ABOUT THIS TASK »
Go through the listing and write out each line exactly.

INFORMATION »
=====
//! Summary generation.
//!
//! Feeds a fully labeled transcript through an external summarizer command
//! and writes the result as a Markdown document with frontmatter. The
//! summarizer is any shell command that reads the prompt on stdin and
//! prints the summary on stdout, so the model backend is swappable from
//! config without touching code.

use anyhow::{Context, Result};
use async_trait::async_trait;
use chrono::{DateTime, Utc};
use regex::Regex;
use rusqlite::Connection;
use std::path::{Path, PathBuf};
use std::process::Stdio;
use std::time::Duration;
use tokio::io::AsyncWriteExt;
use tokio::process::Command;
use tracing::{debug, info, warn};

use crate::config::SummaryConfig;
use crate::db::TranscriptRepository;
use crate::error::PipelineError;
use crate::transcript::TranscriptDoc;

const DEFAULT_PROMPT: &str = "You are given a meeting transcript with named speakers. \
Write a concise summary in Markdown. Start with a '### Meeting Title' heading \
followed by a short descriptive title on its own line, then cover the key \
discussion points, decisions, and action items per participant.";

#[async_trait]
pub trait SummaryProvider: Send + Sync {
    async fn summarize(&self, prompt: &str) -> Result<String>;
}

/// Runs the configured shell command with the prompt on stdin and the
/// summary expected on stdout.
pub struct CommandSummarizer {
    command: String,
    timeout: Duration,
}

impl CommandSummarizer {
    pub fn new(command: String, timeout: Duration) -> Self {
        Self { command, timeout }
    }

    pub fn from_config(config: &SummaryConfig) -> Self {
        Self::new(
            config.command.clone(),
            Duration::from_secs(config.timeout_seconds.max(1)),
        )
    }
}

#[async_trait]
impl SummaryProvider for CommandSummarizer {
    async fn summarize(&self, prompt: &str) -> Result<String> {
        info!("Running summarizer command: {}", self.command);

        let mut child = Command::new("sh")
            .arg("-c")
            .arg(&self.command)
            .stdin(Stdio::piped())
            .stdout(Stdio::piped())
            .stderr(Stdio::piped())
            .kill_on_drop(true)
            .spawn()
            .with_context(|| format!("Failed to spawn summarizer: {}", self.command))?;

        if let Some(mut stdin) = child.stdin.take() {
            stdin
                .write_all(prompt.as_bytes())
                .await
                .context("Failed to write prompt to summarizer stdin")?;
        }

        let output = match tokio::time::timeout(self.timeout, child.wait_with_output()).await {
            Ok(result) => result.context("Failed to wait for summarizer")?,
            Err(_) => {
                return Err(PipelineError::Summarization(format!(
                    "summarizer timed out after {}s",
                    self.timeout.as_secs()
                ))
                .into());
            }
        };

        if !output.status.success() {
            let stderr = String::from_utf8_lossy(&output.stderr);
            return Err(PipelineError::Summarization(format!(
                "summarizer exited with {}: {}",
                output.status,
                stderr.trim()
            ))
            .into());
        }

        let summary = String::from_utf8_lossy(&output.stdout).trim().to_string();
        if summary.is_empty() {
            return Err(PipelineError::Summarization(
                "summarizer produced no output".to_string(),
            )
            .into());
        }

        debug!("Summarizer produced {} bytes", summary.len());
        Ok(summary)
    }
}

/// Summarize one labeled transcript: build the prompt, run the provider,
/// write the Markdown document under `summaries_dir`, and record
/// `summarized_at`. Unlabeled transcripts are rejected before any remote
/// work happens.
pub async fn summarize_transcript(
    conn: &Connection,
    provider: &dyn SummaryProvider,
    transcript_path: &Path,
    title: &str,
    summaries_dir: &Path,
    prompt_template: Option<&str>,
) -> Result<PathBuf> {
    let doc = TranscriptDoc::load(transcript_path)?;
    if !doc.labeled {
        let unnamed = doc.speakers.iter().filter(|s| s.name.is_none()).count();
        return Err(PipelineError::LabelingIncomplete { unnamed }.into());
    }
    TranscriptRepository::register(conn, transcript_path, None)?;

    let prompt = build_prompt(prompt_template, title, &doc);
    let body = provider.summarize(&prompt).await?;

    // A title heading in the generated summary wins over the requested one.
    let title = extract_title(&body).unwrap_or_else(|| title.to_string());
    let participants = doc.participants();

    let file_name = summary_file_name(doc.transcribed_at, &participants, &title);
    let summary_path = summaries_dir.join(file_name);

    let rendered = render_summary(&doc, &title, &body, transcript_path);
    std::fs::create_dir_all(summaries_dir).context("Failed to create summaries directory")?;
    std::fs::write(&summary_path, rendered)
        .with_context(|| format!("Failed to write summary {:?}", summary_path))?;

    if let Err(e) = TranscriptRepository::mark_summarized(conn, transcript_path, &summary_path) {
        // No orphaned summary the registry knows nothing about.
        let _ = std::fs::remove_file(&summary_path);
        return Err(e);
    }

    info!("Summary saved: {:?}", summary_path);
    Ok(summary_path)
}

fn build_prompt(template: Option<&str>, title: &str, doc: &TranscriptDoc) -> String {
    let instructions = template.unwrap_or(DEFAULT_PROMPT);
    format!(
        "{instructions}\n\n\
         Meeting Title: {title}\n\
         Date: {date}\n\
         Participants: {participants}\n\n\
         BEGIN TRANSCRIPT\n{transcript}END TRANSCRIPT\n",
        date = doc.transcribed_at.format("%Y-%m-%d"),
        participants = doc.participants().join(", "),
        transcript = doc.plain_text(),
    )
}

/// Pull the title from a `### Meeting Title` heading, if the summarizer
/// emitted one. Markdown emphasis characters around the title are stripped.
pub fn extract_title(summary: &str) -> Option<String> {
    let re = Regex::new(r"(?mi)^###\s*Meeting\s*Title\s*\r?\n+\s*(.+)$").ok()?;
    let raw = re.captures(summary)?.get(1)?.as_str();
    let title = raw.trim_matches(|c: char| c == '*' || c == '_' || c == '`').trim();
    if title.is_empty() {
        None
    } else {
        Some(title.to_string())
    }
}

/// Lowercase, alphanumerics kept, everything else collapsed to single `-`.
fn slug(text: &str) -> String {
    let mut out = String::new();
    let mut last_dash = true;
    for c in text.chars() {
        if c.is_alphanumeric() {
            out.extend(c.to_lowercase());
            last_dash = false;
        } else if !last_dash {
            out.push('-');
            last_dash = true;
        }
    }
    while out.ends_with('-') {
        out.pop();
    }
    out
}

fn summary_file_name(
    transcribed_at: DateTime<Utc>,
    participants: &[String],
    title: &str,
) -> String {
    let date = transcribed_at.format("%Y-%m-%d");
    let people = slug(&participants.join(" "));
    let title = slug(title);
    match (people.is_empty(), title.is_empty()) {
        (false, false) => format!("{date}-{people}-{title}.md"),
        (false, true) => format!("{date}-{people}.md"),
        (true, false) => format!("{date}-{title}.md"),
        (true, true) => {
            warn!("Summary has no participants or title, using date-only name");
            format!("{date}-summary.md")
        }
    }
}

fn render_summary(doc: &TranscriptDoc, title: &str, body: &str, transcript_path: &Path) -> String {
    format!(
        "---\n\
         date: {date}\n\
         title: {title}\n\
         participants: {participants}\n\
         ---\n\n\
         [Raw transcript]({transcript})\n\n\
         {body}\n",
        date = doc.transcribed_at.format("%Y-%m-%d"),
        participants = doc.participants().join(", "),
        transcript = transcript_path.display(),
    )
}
=====
SOLUTION TO THIS PROBLEM »
//! Summary generation.
//!
//! Feeds a fully labeled transcript through an external summarizer command
//! and writes the result as a Markdown document with frontmatter. The
//! summarizer is any shell command that reads the prompt on stdin and
//! prints the summary on stdout, so the model backend is swappable from
//! config without touching code.

use anyhow::{Context, Result};
use async_trait::async_trait;
use chrono::{DateTime, Utc};
use regex::Regex;
use rusqlite::Connection;
use std::path::{Path, PathBuf};
use std::process::Stdio;
use std::time::Duration;
use tokio::io::AsyncWriteExt;
use tokio::process::Command;
use tracing::{debug, info, warn};

use crate::config::SummaryConfig;
use crate::db::TranscriptRepository;
use crate::error::PipelineError;
use crate::transcript::TranscriptDoc;

const DEFAULT_PROMPT: &str = "You are given a meeting transcript with named speakers. \
Write a concise summary in Markdown. Start with a '### Meeting Title' heading \
followed by a short descriptive title on its own line, then cover the key \
discussion points, decisions, and action items per participant.";

#[async_trait]
pub trait SummaryProvider: Send + Sync {
    async fn summarize(&self, prompt: &str) -> Result<String>;
}

/// Runs the configured shell command with the prompt on stdin and the
/// summary expected on stdout.
pub struct CommandSummarizer {
    command: String,
    timeout: Duration,
}

impl CommandSummarizer {
    pub fn new(command: String, timeout: Duration) -> Self {
        Self { command, timeout }
    }

    pub fn from_config(config: &SummaryConfig) -> Self {
        Self::new(
            config.command.clone(),
            Duration::from_secs(config.timeout_seconds.max(1)),
        )
    }
}

#[async_trait]
impl SummaryProvider for CommandSummarizer {
    async fn summarize(&self, prompt: &str) -> Result<String> {
        info!("Running summarizer command: {}", self.command);

        let mut child = Command::new("sh")
            .arg("-c")
            .arg(&self.command)
            .stdin(Stdio::piped())
            .stdout(Stdio::piped())
            .stderr(Stdio::piped())
            .kill_on_drop(true)
            .spawn()
            .with_context(|| format!("Failed to spawn summarizer: {}", self.command))?;

        if let Some(mut stdin) = child.stdin.take() {
            stdin
                .write_all(prompt.as_bytes())
                .await
                .context("Failed to write prompt to summarizer stdin")?;
        }

        let output = match tokio::time::timeout(self.timeout, child.wait_with_output()).await {
            Ok(result) => result.context("Failed to wait for summarizer")?,
            Err(_) => {
                return Err(PipelineError::Summarization(format!(
                    "summarizer timed out after {}s",
                    self.timeout.as_secs()
                ))
                .into());
            }
        };

        if !output.status.success() {
            let stderr = String::from_utf8_lossy(&output.stderr);
            return Err(PipelineError::Summarization(format!(
                "summarizer exited with {}: {}",
                output.status,
                stderr.trim()
            ))
            .into());
        }

        let summary = String::from_utf8_lossy(&output.stdout).trim().to_string();
        if summary.is_empty() {
            return Err(PipelineError::Summarization(
                "summarizer produced no output".to_string(),
            )
            .into());
        }

        debug!("Summarizer produced {} bytes", summary.len());
        Ok(summary)
    }
}

/// Summarize one labeled transcript: build the prompt, run the provider,
/// write the Markdown document under `summaries_dir`, and record
/// `summarized_at`. Unlabeled transcripts are rejected before any remote
/// work happens.
pub async fn summarize_transcript(
    conn: &Connection,
    provider: &dyn SummaryProvider,
    transcript_path: &Path,
    title: &str,
    summaries_dir: &Path,
    prompt_template: Option<&str>,
) -> Result<PathBuf> {
    let doc = TranscriptDoc::load(transcript_path)?;
    if !doc.labeled {
        let unnamed = doc.speakers.iter().filter(|s| s.name.is_none()).count();
        return Err(PipelineError::LabelingIncomplete { unnamed }.into());
    }
    TranscriptRepository::register(conn, transcript_path, None)?;

    let prompt = build_prompt(prompt_template, title, &doc);
    let body = provider.summarize(&prompt).await?;

    // A title heading in the generated summary wins over the requested one.
    let title = extract_title(&body).unwrap_or_else(|| title.to_string());
    let participants = doc.participants();

    let file_name = summary_file_name(doc.transcribed_at, &participants, &title);
    let summary_path = summaries_dir.join(file_name);

    let rendered = render_summary(&doc, &title, &body, transcript_path);
    std::fs::create_dir_all(summaries_dir).context("Failed to create summaries directory")?;
    std::fs::write(&summary_path, rendered)
        .with_context(|| format!("Failed to write summary {:?}", summary_path))?;

    if let Err(e) = TranscriptRepository::mark_summarized(conn, transcript_path, &summary_path) {
        // No orphaned summary the registry knows nothing about.
        let _ = std::fs::remove_file(&summary_path);
        return Err(e);
    }

    info!("Summary saved: {:?}", summary_path);
    Ok(summary_path)
}

fn build_prompt(template: Option<&str>, title: &str, doc: &TranscriptDoc) -> String {
    let instructions = template.unwrap_or(DEFAULT_PROMPT);
    format!(
        "{instructions}\n\n\
         Meeting Title: {title}\n\
         Date: {date}\n\
         Participants: {participants}\n\n\
         BEGIN TRANSCRIPT\n{transcript}END TRANSCRIPT\n",
        date = doc.transcribed_at.format("%Y-%m-%d"),
        participants = doc.participants().join(", "),
        transcript = doc.plain_text(),
    )
}

/// Pull the title from a `### Meeting Title` heading, if the summarizer
/// emitted one. Markdown emphasis characters around the title are stripped.
pub fn extract_title(summary: &str) -> Option<String> {
    let re = Regex::new(r"(?mi)^###\s*Meeting\s*Title\s*\r?\n+\s*(.+)$").ok()?;
    let raw = re.captures(summary)?.get(1)?.as_str();
    let title = raw.trim_matches(|c: char| c == '*' || c == '_' || c == '`').trim();
    if title.is_empty() {
        None
    } else {
        Some(title.to_string())
    }
}

/// Lowercase, alphanumerics kept, everything else collapsed to single `-`.
fn slug(text: &str) -> String {
    let mut out = String::new();
    let mut last_dash = true;
    for c in text.chars() {
        if c.is_alphanumeric() {
            out.extend(c.to_lowercase());
            last_dash = false;
        } else if !last_dash {
            out.push('-');
            last_dash = true;
        }
    }
    while out.ends_with('-') {
        out.pop();
    }
    out
}

fn summary_file_name(
    transcribed_at: DateTime<Utc>,
    participants: &[String],
    title: &str,
) -> String {
    let date = transcribed_at.format("%Y-%m-%d");
    let people = slug(&participants.join(" "));
    let title = slug(title);
    match (people.is_empty(), title.is_empty()) {
        (false, false) => format!("{date}-{people}-{title}.md"),
        (false, true) => format!("{date}-{people}.md"),
        (true, false) => format!("{date}-{title}.md"),
        (true, true) => {
            warn!("Summary has no participants or title, using date-only name");
            format!("{date}-summary.md")
        }
    }
}

fn render_summary(doc: &TranscriptDoc, title: &str, body: &str, transcript_path: &Path) -> String {
    format!(
        "---\n\
         date: {date}\n\
         title: {title}\n\
         participants: {participants}\n\
         ---\n\n\
         [Raw transcript]({transcript})\n\n\
         {body}\n",
        date = doc.transcribed_at.format("%Y-%m-%d"),
        participants = doc.participants().join(", "),
        transcript = transcript_path.display(),
    )
}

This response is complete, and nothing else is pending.